Evidently, I'm a conspiracy theorist...and ENTJ's are trying to take over the world. 

Works for me. :crazy:


----------



## Enkidu (Apr 19, 2010)

RECREATION: INTJs are often baffled by the strange and incomprehensible recreational rituals of other people, such as going to parties, watching television, and having sex. Instead, they prefer to spend their leisure time installing twin missile launchers in their cars to deter tailgaters and playing chess with megalomaniac CEOs of the Tyrell corporation.
COMPATIBILITY: Silly person, INTJs don't have relationships! They may, however build their own friends.


ahahaha


----------



## yesiknowbut (Oct 25, 2009)

I quite liked the idea that INTP and INTJ are compatible in relationships, since neither will be aware that they are in a relationship......


----------



## Vaka (Feb 26, 2010)

> Whether he's creating bizarre religions aimed at bringing us all back to our origins as immortal space aliens made of pure thought or conducting seminars and classes on alien abduction, the ENFP is always seeking the answers to the great mysteries of life, such as "Who are we?" and "How can I use two tin cans and a Radio Shack multimeter to bring enlightenment to the world?" and "What is it with UFOs and anal probing, anyway?"
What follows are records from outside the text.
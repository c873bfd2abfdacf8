//! External image host integration.
//!
//! The host owns the actual image bytes; this system only keeps the URL it
//! hands back. The operation is a single non-cancelable call with no retry:
//! a failed upload is surfaced to the caller, who may resubmit.

use async_trait::async_trait;
use base64::Engine;
use base64::engine::general_purpose::STANDARD as BASE64;
use serde::Deserialize;

/// Default Imgur API base URL.
pub const IMGUR_API_URL: &str = "https://api.imgur.com/3";

/// A collaborator that stores image bytes and returns a durable public URL.
#[async_trait]
pub trait ImageHost: Send + Sync {
    /// Store the image and return its public URL.
    async fn store(&self, image: &[u8]) -> Result<String, ImageHostError>;
}

/// Errors from the image host.
#[derive(Debug)]
pub enum ImageHostError {
    /// The host could not be reached or the response could not be read.
    Transport(reqwest::Error),
    /// The host answered but rejected the upload.
    Provider(String),
}

impl std::fmt::Display for ImageHostError {
    fn fmt(&self, f: &mut std::fmt::Formatter<'_>) -> std::fmt::Result {
        match self {
            ImageHostError::Transport(e) => write!(f, "Image host unreachable: {}", e),
            ImageHostError::Provider(msg) => write!(f, "Image host rejected upload: {}", msg),
        }
    }
}

impl std::error::Error for ImageHostError {}

/// Imgur client. Uploads are sent base64-encoded with a Client-ID
/// authorization header, matching the anonymous-upload API.
pub struct ImgurClient {
    http: reqwest::Client,
    api_url: String,
    client_id: String,
}

#[derive(Deserialize)]
struct ImgurResponse {
    success: bool,
    data: Option<ImgurData>,
}

#[derive(Deserialize)]
struct ImgurData {
    link: Option<String>,
    error: Option<String>,
}

impl ImgurClient {
    pub fn new(client_id: String, api_url: String) -> Self {
        Self {
            http: reqwest::Client::new(),
            api_url,
            client_id,
        }
    }
}

#[async_trait]
impl ImageHost for ImgurClient {
    async fn store(&self, image: &[u8]) -> Result<String, ImageHostError> {
        let body = serde_json::json!({
            "image": BASE64.encode(image),
            "type": "base64",
        });

        let response = self
            .http
            .post(format!("{}/image", self.api_url))
            .header("Authorization", format!("Client-ID {}", self.client_id))
            .json(&body)
            .send()
            .await
            .map_err(ImageHostError::Transport)?;

        let status = response.status();
        let parsed: ImgurResponse = response
            .json()
            .await
            .map_err(|_| ImageHostError::Provider(format!("unexpected response ({})", status)))?;

        if !status.is_success() || !parsed.success {
            let detail = parsed
                .data
                .and_then(|d| d.error)
                .unwrap_or_else(|| format!("status {}", status));
            return Err(ImageHostError::Provider(detail));
        }

        parsed
            .data
            .and_then(|d| d.link)
            .ok_or_else(|| ImageHostError::Provider("response missing image link".to_string()))
    }
}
I actually am that crazy...soooo...:dry:


----------



## Siggy (May 25, 2009)

pirhana is spelled wrong. It should be piranha. Shooting her is a more cost efficient way to kill the girl.

Just my two cents:crazy:


----------



## Jinxies (May 5, 2010)

MinervaSSS said:


> :crazy: Ok, I had to post this here after stumbling across it online.
> 
> It was the 'Evil Overlord' descriptor for ENTJ that did it - that's my boss to a 'T'. She is a demon banshee who scatters her wrath on the office floor, in said fashion.
> 
> ...


 
Oooo darn my company firewall! I'm definitely going to have to read this after work... since I'm an ENTJ I definitely want to see if I'm a demon banshee :blushed:


----------



## bionic (Mar 29, 2010)

RECREATION: INTJs are often baffled by the strange and incomprehensible recreational rituals of other people, such as going to parties, watching television, and having sex. Instead, they prefer to spend their leisure time installing twin missile launchers in their cars to deter tailgaters and playing chess with megalomaniac CEOs of the Tyrell corporation.


SOOOOOOOOOOOOO TRUE!


----------



## skaiflakes (Apr 15, 2010)

How did he know I went to a party with my pants on backwards once?! :shocked:


----------



## Vaka (Feb 26, 2010)

_The ENFP is gregarious, outgoing, and slightly silly; they often spend their leisure time engaged in role-playing games, _*having pillow fights that lead to wild, lustful lesbian orgies*_, or being abducted by space aliens._


YES!


----------



## JackInTheBox (Apr 12, 2011)

Utterly hilarious. I wish they were longer, and its true about ENTP's and ESFJ's I piss my sister off to no end, just for funzies, but at least I know how to dress at formal occasions thanks to her.


----------



## StrixAluco (Apr 8, 2011)

Is it wrong that I actually nodded when I read the description of my type ? Am I mad ?


----------



## MuChApArAdOx (Jan 24, 2011)

*ENFP: The Scientologist*

The ENFP is a creative thinker who sees all humanity as connected to a cosmic whole, and gives of himself tirelessly to improve the condition of his fellow man.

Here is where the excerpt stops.